The slowdown comes as investors explore alternatives such as solar and wind power, which have seen costs drop dramatically in recent years, and emerging technologies such as battery storage and biofuels.
Energy investment outside of fossil fuels, including renewables and other clean-energy technologies, is set to attract 60% of the world’s energy investment in this decade, according to the International Energy Agency.
Non-fossil-fuel investments will climb to an annual average of $1.4 trillion, the IEA says, higher than the $935 billion it has projected for oil, natural gas and coal. In the 2030s, it says, those investments will make up roughly two-thirds of energy spending.
The projected shift in investments means that, after decades dominated by fossil fuels, renewables are poised to gain ground.
By 2030, noncarbon energy—including nuclear, wind and solar—is expected to climb to almost 13% of the world’s energy demand from 9.8% in 2019, according to IHS Markit. Last year will be the first in which clean energy surpassed 10% of demand, the consulting firm projected, in data going back to 1990.
Whether this spending shift affects consumers in the next few years is uncertain, but some believe oil companies will eventually have to increase spending to meet global demand in coming decades.

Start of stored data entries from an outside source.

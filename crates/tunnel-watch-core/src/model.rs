use serde::{Deserialize, Serialize};

/// Identifier of a TfL road or disruption record.
pub type Id = String;

#[derive(Debug, Clone, Copy, Serialize, Deserialize, PartialEq, Eq, Hash)]
#[serde(rename_all = "snake_case")]
pub enum TunnelState {
    Open,
    Closed,
    Unknown,
}

impl TunnelState {
    /// Upper-case label used by every text surface (`OPEN`, `CLOSED`, `UNKNOWN`).
    pub fn label(self) -> &'static str {
        match self {
            TunnelState::Open => "OPEN",
            TunnelState::Closed => "CLOSED",
            TunnelState::Unknown => "UNKNOWN",
        }
    }

    /// Process exit code reported by the CLI for this state.
    pub fn exit_code(self) -> u8 {
        match self {
            TunnelState::Open => 0,
            TunnelState::Closed => 1,
            TunnelState::Unknown => 3,
        }
    }
}

impl std::fmt::Display for TunnelState {
    fn fmt(&self, f: &mut std::fmt::Formatter<'_>) -> std::fmt::Result {
        f.write_str(self.label())
    }
}

/// The authority's own per-road status row (`GET /Road/{ids}`).
#[derive(Debug, Clone, Default, PartialEq, Eq)]
pub struct RoadStatus {
    pub id: Id,
    pub display_name: String,
    /// Free-text label, e.g. "Good" or "Closure".
    pub status_severity: String,
    pub status_severity_description: String,
}

/// A street segment affected by a disruption.
#[derive(Debug, Clone, Default, PartialEq, Eq)]
pub struct Street {
    pub name: String,
    /// "Open", "Closed", "Partial closure" ... compared case-insensitively.
    pub closure: String,
    pub directions: String,
}

/// One entry of `GET /Road/all/Disruption`, normalized.
///
/// Optional upstream fields have already been defaulted: missing strings
/// are empty, a missing `hasClosures` is `false` and missing `streets` is
/// an empty list. `severity` stays optional because an empty label is
/// reported verbatim while a missing one is not.
#[derive(Debug, Clone, Default, PartialEq, Eq)]
pub struct RoadDisruption {
    pub id: Id,
    pub severity: Option<String>,
    pub status: String,
    pub category: String,
    pub sub_category: String,
    pub location: String,
    pub comments: String,
    pub has_closures: bool,
    pub streets: Vec<Street>,
}

/// Verdict for one tunnel, computed fresh on every query.
///
/// Fields are declared in alphabetical key order so the JSON output is
/// stable across runs.
#[derive(Debug, Clone, Serialize, Deserialize, PartialEq, Eq)]
#[serde(rename_all = "camelCase")]
pub struct TunnelStatus {
    /// Ids of every matched disruption, in feed order.
    pub disruption_ids: Vec<Id>,
    pub severity: String,
    pub severity_description: String,
    pub state: TunnelState,
    pub tunnel_name: String,
}

/// Optional-aware mirrors of the upstream JSON.
///
/// The feed does not guarantee any field beyond `id`, so decoding happens
/// here and the result is immediately converted into the normalized
/// records above.
pub mod wire {
    use serde::Deserialize;

    #[derive(Debug, Clone, Deserialize)]
    #[serde(rename_all = "camelCase")]
    pub struct RoadStatus {
        pub id: String,
        pub display_name: Option<String>,
        pub status_severity: Option<String>,
        pub status_severity_description: Option<String>,
    }

    #[derive(Debug, Clone, Deserialize)]
    #[serde(rename_all = "camelCase")]
    pub struct Street {
        pub name: Option<String>,
        pub closure: Option<String>,
        pub directions: Option<String>,
    }

    #[derive(Debug, Clone, Deserialize)]
    #[serde(rename_all = "camelCase")]
    pub struct RoadDisruption {
        pub id: String,
        pub severity: Option<String>,
        pub status: Option<String>,
        pub category: Option<String>,
        pub sub_category: Option<String>,
        pub location: Option<String>,
        pub comments: Option<String>,
        pub has_closures: Option<bool>,
        pub streets: Option<Vec<Street>>,
    }
}

impl From<wire::RoadStatus> for RoadStatus {
    fn from(w: wire::RoadStatus) -> Self {
        Self {
            id: w.id,
            display_name: w.display_name.unwrap_or_default(),
            status_severity: w.status_severity.unwrap_or_default(),
            status_severity_description: w.status_severity_description.unwrap_or_default(),
        }
    }
}

impl From<wire::Street> for Street {
    fn from(w: wire::Street) -> Self {
        Self {
            name: w.name.unwrap_or_default(),
            closure: w.closure.unwrap_or_default(),
            directions: w.directions.unwrap_or_default(),
        }
    }
}

impl From<wire::RoadDisruption> for RoadDisruption {
    fn from(w: wire::RoadDisruption) -> Self {
        Self {
            id: w.id,
            severity: w.severity,
            status: w.status.unwrap_or_default(),
            category: w.category.unwrap_or_default(),
            sub_category: w.sub_category.unwrap_or_default(),
            location: w.location.unwrap_or_default(),
            comments: w.comments.unwrap_or_default(),
            has_closures: w.has_closures.unwrap_or(false),
            streets: w
                .streets
                .unwrap_or_default()
                .into_iter()
                .map(Street::from)
                .collect(),
        }
    }
}

/// Decode a `GET /Road/all/Disruption` body into normalized records.
pub fn decode_disruptions(body: &str) -> serde_json::Result<Vec<RoadDisruption>> {
    let raw: Vec<wire::RoadDisruption> = serde_json::from_str(body)?;
    Ok(raw.into_iter().map(RoadDisruption::from).collect())
}

/// Decode a `GET /Road/{ids}` body into normalized records.
pub fn decode_road_statuses(body: &str) -> serde_json::Result<Vec<RoadStatus>> {
    let raw: Vec<wire::RoadStatus> = serde_json::from_str(body)?;
    Ok(raw.into_iter().map(RoadStatus::from).collect())
}

#[cfg(test)]
mod tests {
    use super::*;

    #[test]
    fn disruption_nulls_become_defaults() {
        let body = r#"[
            { "id": "TIMS-1", "severity": null, "hasClosures": null, "streets": null },
            { "id": "TIMS-2" }
        ]"#;
        let decoded = decode_disruptions(body).unwrap();
        assert_eq!(decoded.len(), 2);
        for d in &decoded {
            assert_eq!(d.severity, None);
            assert_eq!(d.comments, "");
            assert!(!d.has_closures);
            assert!(d.streets.is_empty());
        }
        assert_eq!(decoded[1].id, "TIMS-2");
    }

    #[test]
    fn disruption_decodes_camel_case_fields() {
        let body = r#"[{
            "id": "TIMS-123",
            "severity": "Severe",
            "status": "Active",
            "category": "Works",
            "subCategory": "Planned",
            "location": "[A101] ROTHERHITHE TUNNEL",
            "comments": "Rotherhithe Tunnel closed",
            "hasClosures": true,
            "streets": [
                { "name": "[A101] ROTHERHITHE TUNNEL", "closure": "Closed", "directions": "Both directions" }
            ]
        }]"#;
        let d = &decode_disruptions(body).unwrap()[0];
        assert_eq!(d.severity.as_deref(), Some("Severe"));
        assert_eq!(d.sub_category, "Planned");
        assert!(d.has_closures);
        assert_eq!(d.streets[0].closure, "Closed");
        assert_eq!(d.streets[0].directions, "Both directions");
    }

    #[test]
    fn disruption_without_id_is_rejected() {
        assert!(decode_disruptions(r#"[{ "severity": "Severe" }]"#).is_err());
        assert!(decode_disruptions(r#"{ "id": "not-a-list" }"#).is_err());
    }

    #[test]
    fn road_status_decodes() {
        let body = r#"[{
            "id": "rotherhithe-tunnel",
            "displayName": "Rotherhithe Tunnel",
            "statusSeverity": "Closure",
            "statusSeverityDescription": "Road Closed"
        }]"#;
        let s = &decode_road_statuses(body).unwrap()[0];
        assert_eq!(s.display_name, "Rotherhithe Tunnel");
        assert_eq!(s.status_severity, "Closure");
    }

    #[test]
    fn tunnel_state_serde() {
        let serialized = serde_json::to_string(&TunnelState::Closed).unwrap();
        assert_eq!(serialized, r#""closed""#);
        let deserialized: TunnelState = serde_json::from_str(r#""unknown""#).unwrap();
        assert_eq!(deserialized, TunnelState::Unknown);
    }

    #[test]
    fn tunnel_state_exit_codes() {
        assert_eq!(TunnelState::Open.exit_code(), 0);
        assert_eq!(TunnelState::Closed.exit_code(), 1);
        assert_eq!(TunnelState::Unknown.exit_code(), 3);
        assert_eq!(TunnelState::Closed.to_string(), "CLOSED");
    }

    #[test]
    fn tunnel_status_keys_are_sorted() {
        let status = TunnelStatus {
            disruption_ids: vec![],
            severity: "None".into(),
            severity_description: "No active disruptions".into(),
            state: TunnelState::Open,
            tunnel_name: "Rotherhithe Tunnel".into(),
        };
        let json = serde_json::to_string(&status).unwrap();
        assert_eq!(
            json,
            r#"{"disruptionIds":[],"severity":"None","severityDescription":"No active disruptions","state":"open","tunnelName":"Rotherhithe Tunnel"}"#
        );
    }
}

The International Energy Forum, a group advising energy importing and exporting countries, says the oil industry’s capital expenditures need to climb by $225 billion from last year’s levels by 2030 to prevent a fuel-price spike that would be damaging to economic growth. It warned that “peak investment,” in which oil spending stays lower than 2019 levels for good, was a more pressing post-virus issue than peak oil demand.
Meanwhile, the consulting firm Rystad Energy said in a recent analysis that it would take 80 years to find sufficient supplies to meet global demand through 2050 at the past decade’s low level of exploration activity.
For now, though, American drivers aren’t giving oil companies much reason to change course. Household spending on gasoline in the U.S. is projected to edge upward this year but remain well below 2017-19 levels, according to fuel-price tracking site GasBuddy.
Another reason oil companies will keep spending at lower levels is that electric vehicles are expected to skyrocket to about 32% of new vehicle sales globally in 2030, up from less than 4% last year, according to Deloitte, which made the forecast before a recent uptick in auto sales. In China, they will rise to 48%, and in the U.S. to 27%, Deloitte projects.